[PROBLEM REQUIREMENTS] The lines below starting at the line containing "pub mod args;" and ending at the line containing "if error_count >" are to be repeated exactly, with both ends kept and nothing else added.

[DATA RECORDS]
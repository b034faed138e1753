//! Permission actions and action sets.
//!
//! An action is what a function declares about one permission: that it
//! needs it, exercises it, grants it, revokes it, forbids it, or opts out
//! of an implicit one. The textual form `action(name)` is both the display
//! form and the call-graph JSON representation.

use std::fmt;
use std::str::FromStr;

use indexmap::IndexSet;
use thiserror::Error;

use crate::name::PermName;

/// A single permission action attached to a function.
#[derive(Debug, Clone, PartialEq, Eq, Hash, PartialOrd, Ord)]
pub enum Action {
    /// The function transitively requires the permission.
    Need(PermName),
    /// The function directly exercises the permission.
    Use(PermName),
    /// Post-state has the permission; pre-state must lack it.
    Grant(PermName),
    /// Pre-state has the permission; post-state lacks it.
    Revoke(PermName),
    /// The function forbids the permission in its pre-state.
    Deny(PermName),
    /// Opt out of an implicit permission.
    Waive(PermName),
}

impl Action {
    pub fn name(&self) -> &PermName {
        match self {
            Action::Need(n)
            | Action::Use(n)
            | Action::Grant(n)
            | Action::Revoke(n)
            | Action::Deny(n)
            | Action::Waive(n) => n,
        }
    }

    /// The action keyword as it appears in attributes and config.
    pub fn keyword(&self) -> &'static str {
        match self {
            Action::Need(_) => "need",
            Action::Use(_) => "use",
            Action::Grant(_) => "grant",
            Action::Revoke(_) => "revoke",
            Action::Deny(_) => "deny",
            Action::Waive(_) => "waive",
        }
    }

    /// Build an action from its keyword, or `None` for unknown keywords.
    pub fn from_keyword(keyword: &str, name: PermName) -> Option<Self> {
        match keyword {
            "need" => Some(Action::Need(name)),
            "use" => Some(Action::Use(name)),
            "grant" => Some(Action::Grant(name)),
            "revoke" => Some(Action::Revoke(name)),
            "deny" => Some(Action::Deny(name)),
            "waive" => Some(Action::Waive(name)),
            _ => None,
        }
    }
}

impl fmt::Display for Action {
    fn fmt(&self, f: &mut fmt::Formatter<'_>) -> fmt::Result {
        write!(f, "{}({})", self.keyword(), self.name())
    }
}

/// Failure to parse the `action(name)` textual form.
#[derive(Debug, Clone, PartialEq, Eq, Error)]
#[error("invalid permission action '{text}'")]
pub struct ActionParseError {
    pub text: String,
}

impl FromStr for Action {
    type Err = ActionParseError;

    fn from_str(s: &str) -> Result<Self, Self::Err> {
        fn err(text: &str) -> ActionParseError {
            ActionParseError {
                text: text.to_string(),
            }
        }
        let rest = s.strip_suffix(')').ok_or_else(|| err(s))?;
        let (keyword, name) = rest.split_once('(').ok_or_else(|| err(s))?;
        if name.is_empty() || !name.chars().all(|c| c.is_alphanumeric() || c == '_') {
            return Err(err(s));
        }
        Action::from_keyword(keyword, PermName::new(name)).ok_or_else(|| err(s))
    }
}

/// A set of actions on one function. Duplicates collapse; iteration is
/// insertion-ordered for determinism.
#[derive(Debug, Clone, Default, PartialEq, Eq)]
pub struct ActionSet(IndexSet<Action>);

impl ActionSet {
    pub fn new() -> Self {
        Self::default()
    }

    /// Insert, returning true if the action was not already present.
    pub fn insert(&mut self, action: Action) -> bool {
        self.0.insert(action)
    }

    pub fn contains(&self, action: &Action) -> bool {
        self.0.contains(action)
    }

    pub fn extend(&mut self, other: &ActionSet) {
        for action in &other.0 {
            self.0.insert(action.clone());
        }
    }

    pub fn union(&self, other: &ActionSet) -> ActionSet {
        let mut out = self.clone();
        out.extend(other);
        out
    }

    pub fn iter(&self) -> impl Iterator<Item = &Action> {
        self.0.iter()
    }

    pub fn len(&self) -> usize {
        self.0.len()
    }

    pub fn is_empty(&self) -> bool {
        self.0.is_empty()
    }

    /// Actions in `self` but not in `other`, in a stable sorted order
    /// (used for enforcement mismatch messages).
    pub fn difference(&self, other: &ActionSet) -> Vec<Action> {
        let mut out: Vec<Action> = self
            .0
            .iter()
            .filter(|a| !other.contains(a))
            .cloned()
            .collect();
        out.sort();
        out
    }
}

impl FromIterator<Action> for ActionSet {
    fn from_iter<I: IntoIterator<Item = Action>>(iter: I) -> Self {
        Self(iter.into_iter().collect())
    }
}

impl<'a> IntoIterator for &'a ActionSet {
    type Item = &'a Action;
    type IntoIter = indexmap::set::Iter<'a, Action>;

    fn into_iter(self) -> Self::IntoIter {
        self.0.iter()
    }
}

impl fmt::Display for ActionSet {
    fn fmt(&self, f: &mut fmt::Formatter<'_>) -> fmt::Result {
        let mut sorted: Vec<&Action> = self.0.iter().collect();
        sorted.sort();
        for (i, action) in sorted.iter().enumerate() {
            if i > 0 {
                f.write_str(", ")?;
            }
            write!(f, "{action}")?;
        }
        Ok(())
    }
}
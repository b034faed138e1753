//! The ward pipeline: load inputs, run the analysis worker, drain the
//! diagnostics channel, format, and compute the exit code.

use std::thread;

use tracing::debug;

use ward_callmap::graph;
use ward_core::Entry;

pub mod args;
pub mod driver;
pub mod output;

pub use args::{Cli, OutputMode, RunAction};
pub use driver::SetupError;

/// Exit code when at least one `Error` entry was emitted.
pub const EXIT_FINDINGS: i32 = 1;
/// Exit code for setup failures (parse errors, bad config, bad inputs).
pub const EXIT_SETUP: i32 = 2;

/// Run ward. Returns the process exit code; setup failures surface as
/// `Err` and map to [`EXIT_SETUP`] in `main`.
pub fn run(cli: Cli) -> Result<i32, SetupError> {
    let config = driver::load_config(&cli.config)?;
    let (map, warnings) = driver::load_call_map(&cli)?;

    match cli.action {
        RunAction::Graph => {
            print!("{}", graph::dump(&map)?);
            Ok(0)
        }
        RunAction::Analysis => Ok(analyze(cli.mode, map, config, warnings)),
    }
}

/// Spawn the analysis worker and drain the diagnostics channel on the
/// calling thread until the terminator arrives.
fn analyze(
    mode: OutputMode,
    map: ward_callmap::CallMap,
    config: ward_core::Config,
    warnings: Vec<Entry>,
) -> i32 {
    let (reporter, rx) = ward_analysis::channel();

    let worker = thread::spawn(move || {
        reporter.send_all(warnings);
        ward_analysis::run_analysis(&map, &config, &reporter);
        reporter.finish();
    });

    let mut warning_count = 0usize;
    let mut error_count = 0usize;

    if let Some(text) = output::header(mode) {
        println!("{text}");
    }
    for message in rx {
        let Some(entry) = message else {
            break;
        };
        if entry.is_warning() {
            warning_count += 1;
        }
        if entry.is_error() {
            error_count += 1;
        }
        if let Some(line) = output::format_entry(mode, &entry) {
            println!("{line}");
        }
    }
    println!("{}", output::footer(mode, warning_count, error_count));

    if worker.join().is_err() {
        debug!("analysis worker panicked");
        return EXIT_SETUP;
    }

    if error_count > 0 {
        EXIT_FINDINGS
    } else {
        0
    }
}
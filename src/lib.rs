pub mod auth;
pub mod backend;
pub mod cli;
pub mod color;
pub mod config;
pub mod error;
pub mod forms;
pub mod handlers;
pub mod list;
pub mod middleware;
pub mod notify;
pub mod resources;
pub mod state;
pub mod types;
pub mod views;

use axum::{
    middleware::from_fn_with_state,
    routing::{get, post},
    Router,
};
use tower_http::trace::TraceLayer;

use crate::handlers::{auth as auth_pages, overview, resources as crud};
use crate::resources::{Categories, Profiles, Projects, Resource};
pub use crate::state::AppState;

/// Complete dashboard router
pub fn app(state: AppState) -> Router {
    let protected = Router::new()
        .route("/dashboard", get(overview::show))
        .route("/logout", get(auth_pages::logout_confirm).post(auth_pages::logout))
        .merge(resource_routes::<Projects>())
        .merge(resource_routes::<Categories>())
        .merge(resource_routes::<Profiles>())
        .route_layer(from_fn_with_state(state.clone(), middleware::session_guard));

    let router = Router::new()
        // Public
        .route("/", get(handlers::root))
        .route("/health", get(handlers::health))
        .route("/login", get(auth_pages::login_form).post(auth_pages::login_submit))
        .route("/register", get(auth_pages::register_form).post(auth_pages::register_submit))
        // Session guard
        .merge(protected)
        .fallback(handlers::not_found)
        .with_state(state.clone());

    if state.config.server.enable_request_logging {
        router.layer(TraceLayer::new_for_http())
    } else {
        router
    }
}

/// List, create, edit and delete routes for one resource
fn resource_routes<R: Resource>() -> Router<AppState> {
    let base = R::KIND.list_path();

    Router::new()
        .route(&base, get(crud::list::<R>).post(crud::create::<R>))
        .route(&format!("{}/new", base), get(crud::new_form::<R>))
        .route(&format!("{}/:id", base), post(crud::update::<R>))
        .route(&format!("{}/:id/edit", base), get(crud::edit_form::<R>))
        .route(
            &format!("{}/:id/delete", base),
            get(crud::delete_confirm::<R>).post(crud::delete::<R>),
        )
}
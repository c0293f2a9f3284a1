pub mod ping;
pub mod serve;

[TASK RESPONSE]
pub mod args;
pub mod driver;
pub mod output;

pub use args::{Cli, OutputMode, RunAction};
pub use driver::SetupError;

/// Exit code when at least one `Error` entry was emitted.
pub const EXIT_FINDINGS: i32 = 1;
/// Exit code for setup failures (parse errors, bad config, bad inputs).
pub const EXIT_SETUP: i32 = 2;

/// Run ward. Returns the process exit code; setup failures surface as
/// `Err` and map to [`EXIT_SETUP`] in `main`.
pub fn run(cli: Cli) -> Result<i32, SetupError> {
    let config = driver::load_config(&cli.config)?;
    let (map, warnings) = driver::load_call_map(&cli)?;

    match cli.action {
        RunAction::Graph => {
            print!("{}", graph::dump(&map)?);
            Ok(0)
        }
        RunAction::Analysis => Ok(analyze(cli.mode, map, config, warnings)),
    }
}

/// Spawn the analysis worker and drain the diagnostics channel on the
/// calling thread until the terminator arrives.
fn analyze(
    mode: OutputMode,
    map: ward_callmap::CallMap,
    config: ward_core::Config,
    warnings: Vec<Entry>,
) -> i32 {
    let (reporter, rx) = ward_analysis::channel();

    let worker = thread::spawn(move || {
        reporter.send_all(warnings);
        ward_analysis::run_analysis(&map, &config, &reporter);
        reporter.finish();
    });

    let mut warning_count = 0usize;
    let mut error_count = 0usize;

    if let Some(text) = output::header(mode) {
        println!("{text}");
    }
    for message in rx {
        let Some(entry) = message else {
            break;
        };
        if entry.is_warning() {
            warning_count += 1;
        }
        if entry.is_error() {
            error_count += 1;
        }
        if let Some(line) = output::format_entry(mode, &entry) {
            println!("{line}");
        }
    }
    println!("{}", output::footer(mode, warning_count, error_count));

    if worker.join().is_err() {
        debug!("analysis worker panicked");
        return EXIT_SETUP;
    }

    if error_count > 0 {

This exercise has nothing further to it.